OpenAI, the company behind the chatbot that writes your emails and occasionally hallucinates, has announced plans to sell shares to the public through a US stock listing. On Monday, the AI firm confirmed it made a confidential filing with the SEC to pursue an initial public offering at some unspecified future date.
"We have not decided on timing yet; it may be a while because there are things we want to do that are likely easier as a private company," OpenAI said in a statement, which is corporate speak for "we'll cash out when it feels right." The move had been expected for months, but arrives exactly one week after rival Anthropic - maker of the Claude chatbot - said it too was planning to go public.
Both companies are following SpaceX, the Elon Musk venture set to debut on the Nasdaq on Friday at a price per share valuing the company at $1.75 trillion (£1.3 trillion). But OpenAI and Anthropic are more focused on AI, having been fierce rivals ever since Dario Amodei co-founded Anthropic five years ago after leaving OpenAI over disagreements with CEO Sam Altman. Today, they compete for users, corporate customers, and investors, with private valuations inching toward $1 trillion. OpenAI's most recent private valuation hit $852 billion; Anthropic's reached $965 billion.
The companies now race to see who debuts on the public stock market first - though neither has specified when. Just last week, Altman told CNBC he was in no rush, saying he'd go public "when it makes sense." On Monday, OpenAI revealed its IPO plans because, as the company noted, "we expect it to leak." Having filed paperwork with the SEC, OpenAI now has "the option to go public sooner if that ends up being best."

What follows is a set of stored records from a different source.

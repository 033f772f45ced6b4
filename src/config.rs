//! 编译器配置：从 config/default.toml、--config 文件与环境变量加载
//!
//! 加载顺序：先读 TOML 文件，再用环境变量 `PRP__*` 覆盖（双下划线表示嵌套，如 `PRP__PLANNER__MAX_STEPS=8`）。

use std::path::PathBuf;

use serde::Deserialize;

/// 配置根（对应 config/default.toml 的顶层）
#[derive(Debug, Clone, Deserialize, Default)]
#[serde(default)]
pub struct AppConfig {
    pub app: AppSection,
    pub llm: LlmSection,
    pub planner: PlannerSection,
    pub synthesizer: SynthesizerSection,
    pub cache: CacheSection,
    pub knowledge: KnowledgeSection,
    pub tools: ToolsSection,
}

/// [app] 段：原语目录、工作区根、项目宪章
#[derive(Debug, Clone, Deserialize)]
pub struct AppSection {
    #[serde(default = "default_primitives_path")]
    pub primitives_path: PathBuf,
    /// 文件类工具与 @{...} 引用的沙箱根，未设置时用当前目录
    pub workspace_root: Option<PathBuf>,
    #[serde(default = "default_constitution_path")]
    pub constitution_path: PathBuf,
}

impl Default for AppSection {
    fn default() -> Self {
        Self {
            primitives_path: default_primitives_path(),
            workspace_root: None,
            constitution_path: default_constitution_path(),
        }
    }
}

fn default_primitives_path() -> PathBuf {
    PathBuf::from("agent_primitives")
}

fn default_constitution_path() -> PathBuf {
    PathBuf::from("CLAUDE.md")
}

/// [llm] 段：后端选择
#[derive(Debug, Clone, Deserialize)]
pub struct LlmSection {
    /// openai / deepseek / mock
    #[serde(default = "default_provider")]
    pub provider: String,
    pub model: Option<String>,
    pub base_url: Option<String>,
    /// 历史摘要与 summarize_text 使用的模型，未设置时与 model 相同
    pub summary_model: Option<String>,
}

impl Default for LlmSection {
    fn default() -> Self {
        Self {
            provider: default_provider(),
            model: None,
            base_url: None,
            summary_model: None,
        }
    }
}

fn default_provider() -> String {
    "openai".to_string()
}

/// [planner] 段：步数上限与历史预算
#[derive(Debug, Clone, Deserialize)]
pub struct PlannerSection {
    #[serde(default = "default_max_steps")]
    pub max_steps: usize,
    #[serde(default = "default_token_limit")]
    pub token_limit: usize,
    #[serde(default = "default_keep_last_n")]
    pub keep_last_n: usize,
}

impl Default for PlannerSection {
    fn default() -> Self {
        Self {
            max_steps: default_max_steps(),
            token_limit: default_token_limit(),
            keep_last_n: default_keep_last_n(),
        }
    }
}

fn default_max_steps() -> usize {
    10
}

fn default_token_limit() -> usize {
    80_000
}

fn default_keep_last_n() -> usize {
    5
}

#[derive(Debug, Clone, Deserialize)]
pub struct SynthesizerSection {
    #[serde(default = "default_max_retries")]
    pub max_retries: u32,
}

impl Default for SynthesizerSection {
    fn default() -> Self {
        Self {
            max_retries: default_max_retries(),
        }
    }
}

fn default_max_retries() -> u32 {
    3
}

/// [cache] 段：SQLite 结果缓存
#[derive(Debug, Clone, Deserialize)]
pub struct CacheSection {
    #[serde(default = "default_true")]
    pub enabled: bool,
    #[serde(default = "default_cache_path")]
    pub path: PathBuf,
    #[serde(default = "default_max_age_hours")]
    pub max_age_hours: u64,
}

impl Default for CacheSection {
    fn default() -> Self {
        Self {
            enabled: true,
            path: default_cache_path(),
            max_age_hours: default_max_age_hours(),
        }
    }
}

fn default_true() -> bool {
    true
}

fn default_cache_path() -> PathBuf {
    PathBuf::from(".prp_cache.sqlite")
}

fn default_max_age_hours() -> u64 {
    24
}

#[derive(Debug, Clone, Deserialize)]
pub struct KnowledgeSection {
    #[serde(default = "default_top_k")]
    pub top_k: usize,
}

impl Default for KnowledgeSection {
    fn default() -> Self {
        Self {
            top_k: default_top_k(),
        }
    }
}

fn default_top_k() -> usize {
    5
}

/// [tools] 段：工具超时、Shell 白名单、Search 参数
#[derive(Debug, Clone, Deserialize)]
pub struct ToolsSection {
    /// 单次工具调用超时（秒）
    #[serde(default = "default_tool_timeout_secs")]
    pub tool_timeout_secs: u64,
    #[serde(default)]
    pub shell: ShellSection,
    #[serde(default)]
    pub search: SearchSection,
}

impl Default for ToolsSection {
    fn default() -> Self {
        Self {
            tool_timeout_secs: default_tool_timeout_secs(),
            shell: ShellSection::default(),
            search: SearchSection::default(),
        }
    }
}

fn default_tool_timeout_secs() -> u64 {
    30
}

/// [tools.shell] 段：允许执行的命令名（仅程序名，如 ls、grep、git）
#[derive(Debug, Clone, Deserialize)]
pub struct ShellSection {
    #[serde(default = "default_allowed_commands")]
    pub allowed_commands: Vec<String>,
}

impl Default for ShellSection {
    fn default() -> Self {
        Self {
            allowed_commands: default_allowed_commands(),
        }
    }
}

fn default_allowed_commands() -> Vec<String> {
    ["ls", "cat", "head", "tail", "wc", "grep", "find", "git", "echo", "tree"]
        .iter()
        .map(|s| s.to_string())
        .collect()
}

/// [tools.search] 段：web_search 超时与默认结果数
#[derive(Debug, Clone, Deserialize)]
pub struct SearchSection {
    #[serde(default = "default_search_timeout_secs")]
    pub timeout_secs: u64,
    #[serde(default = "default_max_results")]
    pub max_results: usize,
}

impl Default for SearchSection {
    fn default() -> Self {
        Self {
            timeout_secs: default_search_timeout_secs(),
            max_results: default_max_results(),
        }
    }
}

fn default_search_timeout_secs() -> u64 {
    15
}

fn default_max_results() -> usize {
    5
}

impl AppConfig {
    pub fn workspace_root(&self) -> PathBuf {
        self.app
            .workspace_root
            .clone()
            .or_else(|| std::env::current_dir().ok())
            .unwrap_or_else(|| PathBuf::from("."))
    }

    /// keep_last_n 至少为 1
    pub fn keep_last_n(&self) -> usize {
        self.planner.keep_last_n.max(1)
    }
}

/// 从 config 目录加载配置，环境变量 PRP__* 可覆盖
///
/// 1. 按顺序查找 config/default.toml、../config/default.toml、default.toml，找到则作为第一源
/// 2. 若传入 config_path，则追加该文件（显式指定的文件必须存在）
/// 3. 最后叠加环境变量 PRP__*（双下划线表示嵌套键）
pub fn load_config(config_path: Option<PathBuf>) -> Result<AppConfig, config::ConfigError> {
    let mut builder = config::Config::builder();

    for name in ["config/default", "../config/default", "default"] {
        if std::path::Path::new(&format!("{name}.toml")).exists() {
            builder = builder.add_source(config::File::with_name(name).required(false));
            break;
        }
    }

    if let Some(path) = config_path {
        builder = builder.add_source(config::File::from(path).required(true));
    }

    builder = builder.add_source(
        config::Environment::with_prefix("PRP")
            .separator("__")
            .try_parsing(true),
    );

    builder.build()?.try_deserialize()
}
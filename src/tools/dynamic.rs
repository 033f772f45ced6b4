//! 动态内容占位符
//!
//! 策略与模式文本进入上下文前展开两类占位符：
//! - `` !`command` ``：经 ShellSandbox 执行白名单命令，替换为输出
//! - `@{relative/path}`：替换为工作区内文件内容
//!
//! 失败不报错，替换为 [ERROR] / [DISALLOWED] 观察字符串。

use std::sync::{Arc, OnceLock};

use regex::Regex;

use crate::tools::{SafeFs, ShellSandbox};

static PLACEHOLDER_RE: OnceLock<Regex> = OnceLock::new();

enum Placeholder<'a> {
    Command(&'a str),
    Include(&'a str),
}

pub struct DynamicResolver {
    shell: Arc<ShellSandbox>,
    fs: SafeFs,
}

impl DynamicResolver {
    pub fn new(shell: Arc<ShellSandbox>, fs: SafeFs) -> Self {
        Self { shell, fs }
    }

    /// 只展开原文中的占位符，替换结果不再二次展开
    pub async fn resolve(&self, text: &str) -> String {
        let re = PLACEHOLDER_RE.get_or_init(|| Regex::new(r"!`([^`]+)`|@\{([^}]+)\}").unwrap());

        // 命令需要 await：先收集位置，不跨 await 持有匹配迭代器
        let found: Vec<(usize, usize, Placeholder)> = re
            .captures_iter(text)
            .filter_map(|caps| {
                let whole = caps.get(0)?;
                let placeholder = match (caps.get(1), caps.get(2)) {
                    (Some(cmd), _) => Placeholder::Command(cmd.as_str().trim()),
                    (None, Some(path)) => Placeholder::Include(path.as_str().trim()),
                    (None, None) => return None,
                };
                Some((whole.start(), whole.end(), placeholder))
            })
            .collect();

        let mut out = String::with_capacity(text.len());
        let mut last = 0;
        for (start, end, placeholder) in found {
            out.push_str(&text[last..start]);
            let rendered = match placeholder {
                Placeholder::Command(command) => {
                    tracing::debug!(command = %command, "resolving command placeholder");
                    self.shell
                        .run(command)
                        .await
                        .unwrap_or_else(|e| e.to_observation("shell"))
                }
                Placeholder::Include(path) => self
                    .fs
                    .read_file(path)
                    .unwrap_or_else(|e| e.to_observation("read_file")),
            };
            out.push_str(&rendered);
            last = end;
        }
        out.push_str(&text[last..]);
        out
    }
}
//! LLM 层：生成步骤抽象与实现（OpenAI 兼容 / DeepSeek / Mock）

pub mod deepseek;
pub mod message;
pub mod mock;
pub mod openai;
pub mod structured;
pub mod traits;

pub use deepseek::{create_deepseek_client, DEEPSEEK_CHAT};
pub use message::{Message, Role};
pub use mock::MockLlmClient;
pub use openai::{OpenAiClient, TokenUsage};
pub use structured::{extract_json_block, parse_structured_call};
pub use traits::{Generation, LlmClient, LlmError, StructuredCall, ToolSpec};
//! 编排器：驱动 Planner ⇄ ActionExecutor 的有界循环并组装最终上下文
//!
//! 运行级缓存键为 (goal, 原语指纹, 显式策略)；命中时直接返回，不调用 Planner。
//! 循环内部的错误（协议错误、原语缺失、步数用尽）在此边界转为带 [ERROR] 标记的失败结果，不向外抛出。

use std::sync::Arc;

use serde::{Deserialize, Serialize};
use serde_json::{json, Value};
use tracing::Instrument;
use uuid::Uuid;

use crate::cache::{hash_key, ResultCache};
use crate::context::HistoryManager;
use crate::core::CompilerError;
use crate::llm::LlmClient;
use crate::primitives::{PrimitiveKind, PrimitiveRegistry};
use crate::react::{FinishArgs, Planner, PlannerTurn, ReActStep};
use crate::tools::{ActionExecutor, DynamicResolver};

/// 一次编排的产物；schema_choice 为空表示失败，error 中为诊断信息
#[derive(Debug, Clone, PartialEq, Serialize, Deserialize)]
pub struct AssembledContext {
    pub schema_choice: String,
    #[serde(default)]
    pub pattern_references: Vec<String>,
    #[serde(default)]
    pub strategy: Option<String>,
    pub context: String,
    #[serde(default)]
    pub steps: Vec<ReActStep>,
    #[serde(default)]
    pub error: Option<String>,
}

impl AssembledContext {
    pub fn is_success(&self) -> bool {
        self.error.is_none() && !self.schema_choice.is_empty()
    }

    fn failure(err: &CompilerError, history: &HistoryManager, strategy: Option<String>) -> Self {
        let message = err.to_string();
        Self {
            schema_choice: String::new(),
            pattern_references: Vec::new(),
            strategy,
            context: format!("[ERROR] {message}\n\n{}", history.serialize()),
            steps: history.steps().to_vec(),
            error: Some(message),
        }
    }
}

/// 历史预算相关参数
#[derive(Debug, Clone, Copy)]
pub struct LoopLimits {
    pub max_steps: usize,
    pub token_limit: usize,
    pub keep_last_n: usize,
}

pub struct Orchestrator {
    planner: Planner,
    registry: Arc<PrimitiveRegistry>,
    executor: ActionExecutor,
    resolver: DynamicResolver,
    limits: LoopLimits,
    summarizer: Option<Arc<dyn LlmClient>>,
    cache: Option<Arc<ResultCache>>,
    max_age_hours: u64,
}

impl Orchestrator {
    pub fn new(
        planner: Planner,
        registry: Arc<PrimitiveRegistry>,
        executor: ActionExecutor,
        resolver: DynamicResolver,
        limits: LoopLimits,
    ) -> Self {
        Self {
            planner,
            registry,
            executor,
            resolver,
            limits,
            summarizer: None,
            cache: None,
            max_age_hours: 0,
        }
    }

    pub fn with_summarizer(mut self, summarizer: Arc<dyn LlmClient>) -> Self {
        self.summarizer = Some(summarizer);
        self
    }

    pub fn with_cache(mut self, cache: Arc<ResultCache>, max_age_hours: u64) -> Self {
        self.cache = Some(cache);
        self.max_age_hours = max_age_hours;
        self
    }

    pub fn registry(&self) -> &PrimitiveRegistry {
        &self.registry
    }

    pub fn token_usage(&self) -> (u64, u64, u64) {
        self.planner.token_usage()
    }

    /// 运行一次完整的上下文收集；失败以 AssembledContext::error 报告
    pub async fn run(&self, goal: &str, constitution: &str, strategy: Option<&str>) -> AssembledContext {
        let key = hash_key(&json!({
            "goal": goal,
            "fingerprint": self.registry.fingerprint(),
            "strategy": strategy,
        }));
        if let Some(hit) = self.cached(&key) {
            tracing::info!(schema = %hit.schema_choice, "run cache hit; planner not invoked");
            return hit;
        }

        let mut history = HistoryManager::new(self.limits.token_limit, self.limits.keep_last_n);
        if let Some(summarizer) = &self.summarizer {
            history = history.with_summarizer(summarizer.clone());
        }
        let mut strategy_name = strategy.map(str::to_string);

        let run_id = Uuid::new_v4();
        tracing::info!(%run_id, goal, "run started");
        let outcome = self
            .drive(goal, constitution, &mut strategy_name, &mut history)
            .instrument(tracing::info_span!("run", %run_id))
            .await;
        let result = match outcome {
            Ok(assembled) => assembled,
            Err(e) => {
                tracing::warn!(error = %e, "run failed");
                return AssembledContext::failure(&e, &history, strategy_name);
            }
        };

        if let Some(cache) = &self.cache {
            if let Err(e) = cache.set(&key, &result) {
                tracing::warn!(error = %e, "failed to cache run result");
            }
        }
        result
    }

    fn cached(&self, key: &str) -> Option<AssembledContext> {
        let cache = self.cache.as_ref()?;
        cache
            .get_as::<AssembledContext>(key, self.max_age_hours)
            .unwrap_or_else(|e| {
                tracing::warn!(error = %e, "run cache lookup failed");
                None
            })
            .filter(AssembledContext::is_success)
    }

    async fn drive(
        &self,
        goal: &str,
        constitution: &str,
        strategy_name: &mut Option<String>,
        history: &mut HistoryManager,
    ) -> Result<AssembledContext, CompilerError> {
        let mut session = self.planner.session(goal, constitution, self.limits.max_steps);

        if strategy_name.is_none() && self.registry.count(PrimitiveKind::Strategies) > 0 {
            *strategy_name = Some(self.planner.select_strategy(goal, constitution).await?);
        }
        let strategy_content = match strategy_name.as_deref() {
            Some(name) => {
                let raw = self.registry.get_content(PrimitiveKind::Strategies, name)?;
                self.resolver.resolve(&raw).await
            }
            None => String::new(),
        };
        tracing::info!(strategy = ?strategy_name, "strategy selected");
        session.begin(strategy_content)?;

        loop {
            match session.next(history).await? {
                PlannerTurn::Act(step) => {
                    let Some(action) = step.action().cloned() else {
                        return Err(CompilerError::PlannerProtocol("step has no action".to_string()));
                    };
                    history.append(step).await;
                    let observation = self.executor.execute(&action).await;
                    history.record_observation(observation.clone()).await;
                    session.feed(&observation)?;
                }
                PlannerTurn::Finish(step, args) => {
                    history.append(step).await;
                    tracing::info!(calls = session.calls(), schema = %args.schema_choice, "planner finished");
                    return self.assemble(args, history, strategy_name.clone()).await;
                }
                PlannerTurn::Exhausted => {
                    return Err(CompilerError::PlannerExhausted(self.limits.max_steps));
                }
            }
        }
    }

    async fn assemble(
        &self,
        args: FinishArgs,
        history: &HistoryManager,
        strategy: Option<String>,
    ) -> Result<AssembledContext, CompilerError> {
        let schema = self
            .registry
            .get_content(PrimitiveKind::Schemas, &args.schema_choice)?;
        let mut context = history.serialize();
        context.push_str(&format!("\n\nSchema: {}\n{}", args.schema_choice, schema.trim()));

        for name in &args.pattern_references {
            let raw = self.registry.get_content(PrimitiveKind::Patterns, name)?;
            let resolved = self.resolver.resolve(&raw).await;
            context.push_str(&format!("\n\nPattern: {}\n{}", name, resolved.trim()));
        }

        Ok(AssembledContext {
            schema_choice: args.schema_choice,
            pattern_references: args.pattern_references,
            strategy,
            context,
            steps: history.steps().to_vec(),
            error: None,
        })
    }

    /// 按名字读取 schema 原语并解析为 JSON
    pub fn schema(&self, name: &str) -> Result<Value, CompilerError> {
        let content = self.registry.get_content(PrimitiveKind::Schemas, name)?;
        Ok(serde_json::from_str(&content)?)
    }
}
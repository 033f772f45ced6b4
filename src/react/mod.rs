//! 认知层：ReAct 数据模型、规划函数 Schema、Planner 与规划会话

pub mod planner;
pub mod schema;
pub mod types;

pub use planner::{Planner, PlannerTurn, PlanningSession};
pub use schema::with_thought_fields;
pub use types::{
    Action, FinishArgs, ReActStep, Thought, FINISH_ACTION, RETRIEVE_KNOWLEDGE_ACTION, SUMMARY_ACTION,
};
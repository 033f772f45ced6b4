//! Mock LLM 客户端（用于测试，无需 API）
//!
//! 两种模式：
//! - 脚本模式：按顺序返回预置的 Generation / 错误，记录每次 prompt 与调用次数；
//! - 默认模式（脚本为空）：有函数可选时调用 finish（或首个函数），否则回显 "{}"，便于离线跑通流程。

use std::collections::VecDeque;
use std::sync::atomic::{AtomicUsize, Ordering};
use std::sync::Mutex;

use async_trait::async_trait;
use serde_json::{Map, Value};

use crate::llm::{Generation, LlmClient, LlmError, ToolSpec};

#[derive(Debug, Default)]
pub struct MockLlmClient {
    script: Mutex<VecDeque<Result<Generation, LlmError>>>,
    prompts: Mutex<Vec<String>>,
    calls: AtomicUsize,
}

impl MockLlmClient {
    pub fn new() -> Self {
        Self::default()
    }

    /// 按顺序返回给定结果；脚本耗尽后回到默认模式
    pub fn scripted(responses: Vec<Result<Generation, LlmError>>) -> Self {
        Self {
            script: Mutex::new(responses.into()),
            ..Self::default()
        }
    }

    /// 追加一条脚本结果
    pub fn push(&self, response: Result<Generation, LlmError>) {
        if let Ok(mut script) = self.script.lock() {
            script.push_back(response);
        }
    }

    /// generate 被调用的次数
    pub fn calls(&self) -> usize {
        self.calls.load(Ordering::SeqCst)
    }

    /// 所有收到的 prompt（按调用顺序）
    pub fn prompts(&self) -> Vec<String> {
        self.prompts.lock().map(|p| p.clone()).unwrap_or_default()
    }

    fn default_generation(tools: Option<&[ToolSpec]>) -> Generation {
        let Some(tools) = tools.filter(|t| !t.is_empty()) else {
            return Generation::text("{}");
        };
        let spec = tools
            .iter()
            .find(|t| t.name == "finish")
            .unwrap_or(&tools[0]);
        let mut args = Map::new();
        if let Some(props) = spec.parameters.get("properties").and_then(Value::as_object) {
            for (key, prop) in props {
                let value = if let Some(first) = prop
                    .get("enum")
                    .and_then(Value::as_array)
                    .and_then(|e| e.first())
                {
                    first.clone()
                } else if prop.get("type").and_then(Value::as_str) == Some("array") {
                    Value::Array(Vec::new())
                } else {
                    Value::String(format!("mock {key}"))
                };
                args.insert(key.clone(), value);
            }
        }
        Generation::call(spec.name.clone(), Value::Object(args))
    }
}

#[async_trait]
impl LlmClient for MockLlmClient {
    async fn generate(&self, prompt: &str, tools: Option<&[ToolSpec]>) -> Result<Generation, LlmError> {
        self.calls.fetch_add(1, Ordering::SeqCst);
        if let Ok(mut prompts) = self.prompts.lock() {
            prompts.push(prompt.to_string());
        }
        let next = self.script.lock().ok().and_then(|mut s| s.pop_front());
        match next {
            Some(result) => result,
            None => Ok(Self::default_generation(tools)),
        }
    }
}

#[cfg(test)]
mod tests {
    use super::*;

    #[tokio::test]
    async fn test_scripted_responses_in_order() {
        let mock = MockLlmClient::scripted(vec![
            Ok(Generation::text("first")),
            Err(LlmError::EmptyResponse),
        ]);
        assert_eq!(mock.generate("a", None).await.unwrap().text, "first");
        assert!(mock.generate("b", None).await.is_err());
        assert_eq!(mock.calls(), 2);
        assert_eq!(mock.prompts(), vec!["a".to_string(), "b".to_string()]);
    }

    #[tokio::test]
    async fn test_default_mode_prefers_finish() {
        let mock = MockLlmClient::new();
        let tools = vec![
            ToolSpec::new("read_file", "", serde_json::json!({"type": "object"})),
            ToolSpec::new(
                "finish",
                "",
                serde_json::json!({
                    "type": "object",
                    "properties": {
                        "schema_choice": {"type": "string", "enum": ["prp_base"]},
                        "pattern_references": {"type": "array", "items": {"type": "string"}}
                    }
                }),
            ),
        ];
        let gen = mock.generate("plan", Some(&tools)).await.unwrap();
        let call = gen.structured_call.unwrap();
        assert_eq!(call.name, "finish");
        assert_eq!(call.arguments["schema_choice"], "prp_base");
        assert_eq!(call.arguments["pattern_references"], serde_json::json!([]));
    }
}
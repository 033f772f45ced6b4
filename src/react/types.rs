//! ReAct 数据模型：Thought / Action / ReActStep / FinishArgs

use std::fmt;

use serde::{Deserialize, Serialize};
use serde_json::{Map, Value};

/// 终止规划循环的哨兵动作
pub const FINISH_ACTION: &str = "finish";
/// 内置知识检索动作，不经过原语解析
pub const RETRIEVE_KNOWLEDGE_ACTION: &str = "retrieve_knowledge";
/// 历史压缩生成的合成步骤所用的动作名
pub const SUMMARY_ACTION: &str = "summary";

/// 一次具名能力调用
#[derive(Debug, Clone, PartialEq, Serialize, Deserialize)]
pub struct Action {
    pub tool_name: String,
    #[serde(default)]
    pub arguments: Map<String, Value>,
}

impl Action {
    pub fn new(tool_name: impl Into<String>, arguments: Map<String, Value>) -> Self {
        Self {
            tool_name: tool_name.into(),
            arguments,
        }
    }

    pub fn is_finish(&self) -> bool {
        self.tool_name == FINISH_ACTION
    }

    pub fn str_arg(&self, key: &str) -> Option<&str> {
        self.arguments.get(key).and_then(Value::as_str)
    }
}

impl fmt::Display for Action {
    fn fmt(&self, f: &mut fmt::Formatter<'_>) -> fmt::Result {
        let args = serde_json::to_string(&self.arguments).unwrap_or_else(|_| "{}".to_string());
        write!(f, "{}({})", self.tool_name, args)
    }
}

#[derive(Debug, Clone, PartialEq, Serialize, Deserialize)]
pub struct Thought {
    pub reasoning: String,
    pub criticism: String,
    /// 仅内部终态为 None
    pub next_action: Option<Action>,
}

/// 思考 + 观察结果（执行前为 None）
#[derive(Debug, Clone, PartialEq, Serialize, Deserialize)]
pub struct ReActStep {
    pub thought: Thought,
    pub observation: Option<String>,
}

impl ReActStep {
    pub fn new(thought: Thought) -> Self {
        Self {
            thought,
            observation: None,
        }
    }

    pub fn action(&self) -> Option<&Action> {
        self.thought.next_action.as_ref()
    }

    /// 渲染为文本记录：Thought / Critique / Action / Observation
    pub fn render(&self) -> String {
        let mut lines = vec![format!("Thought: {}", self.thought.reasoning)];
        if !self.thought.criticism.is_empty() {
            lines.push(format!("Critique: {}", self.thought.criticism));
        }
        if let Some(action) = &self.thought.next_action {
            lines.push(format!("Action: {action}"));
        }
        if let Some(obs) = &self.observation {
            lines.push(format!("Observation: {obs}"));
        }
        lines.join("\n")
    }
}

/// finish 动作携带的最终路由参数
#[derive(Debug, Clone, PartialEq, Eq, Serialize, Deserialize)]
pub struct FinishArgs {
    pub schema_choice: String,
    #[serde(default)]
    pub pattern_references: Vec<String>,
}

impl FinishArgs {
    pub fn from_action(action: &Action) -> Result<Self, String> {
        serde_json::from_value(Value::Object(action.arguments.clone()))
            .map_err(|e| format!("invalid finish arguments: {e}"))
    }
}

#[cfg(test)]
mod tests {
    use super::*;
    use serde_json::json;

    fn args(v: Value) -> Map<String, Value> {
        v.as_object().cloned().unwrap()
    }

    #[test]
    fn test_render_step() {
        let mut step = ReActStep::new(Thought {
            reasoning: "need context".into(),
            criticism: "might be broad".into(),
            next_action: Some(Action::new("retrieve_knowledge", args(json!({"query": "x"})))),
        });
        step.observation = Some("chunk".into());
        assert_eq!(
            step.render(),
            "Thought: need context\nCritique: might be broad\nAction: retrieve_knowledge({\"query\":\"x\"})\nObservation: chunk"
        );
    }

    #[test]
    fn test_finish_args() {
        let action = Action::new(
            FINISH_ACTION,
            args(json!({"schema_choice": "prp", "pattern_references": ["a", "b"]})),
        );
        assert!(action.is_finish());
        let f = FinishArgs::from_action(&action).unwrap();
        assert_eq!(f.schema_choice, "prp");
        assert_eq!(f.pattern_references, vec!["a", "b"]);

        let no_patterns = Action::new(FINISH_ACTION, args(json!({"schema_choice": "prp"})));
        assert!(FinishArgs::from_action(&no_patterns).unwrap().pattern_references.is_empty());

        let bad = Action::new(FINISH_ACTION, args(json!({"pattern_references": []})));
        assert!(FinishArgs::from_action(&bad).is_err());
    }
}
//! 版本化能力原语：清单解析与注册表

pub mod manifest;
pub mod registry;

pub use manifest::{Manifest, Primitive, PrimitiveKind};
pub use registry::PrimitiveRegistry;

For OpenAI, Anthropic, and SpaceX - which also owns the controversial chatbot Grok - going public is likely to unlock billions in capital. That's handy, because running an AI company is expensive: OpenAI's compute costs - the infrastructure and processing power needed to build, train, and run chatbots - are estimated at over $100 billion a year, while its revenue is a fraction of that. SpaceX is also far from profitable. Anthropic, however, has told investors it expects to turn a profit in the first half of this year, as sales of Claude and related services have grown significantly. After going public, each company will have to share quarterly accounting of its business performance - a level of transparency that might be more terrifying than any AI apocalypse.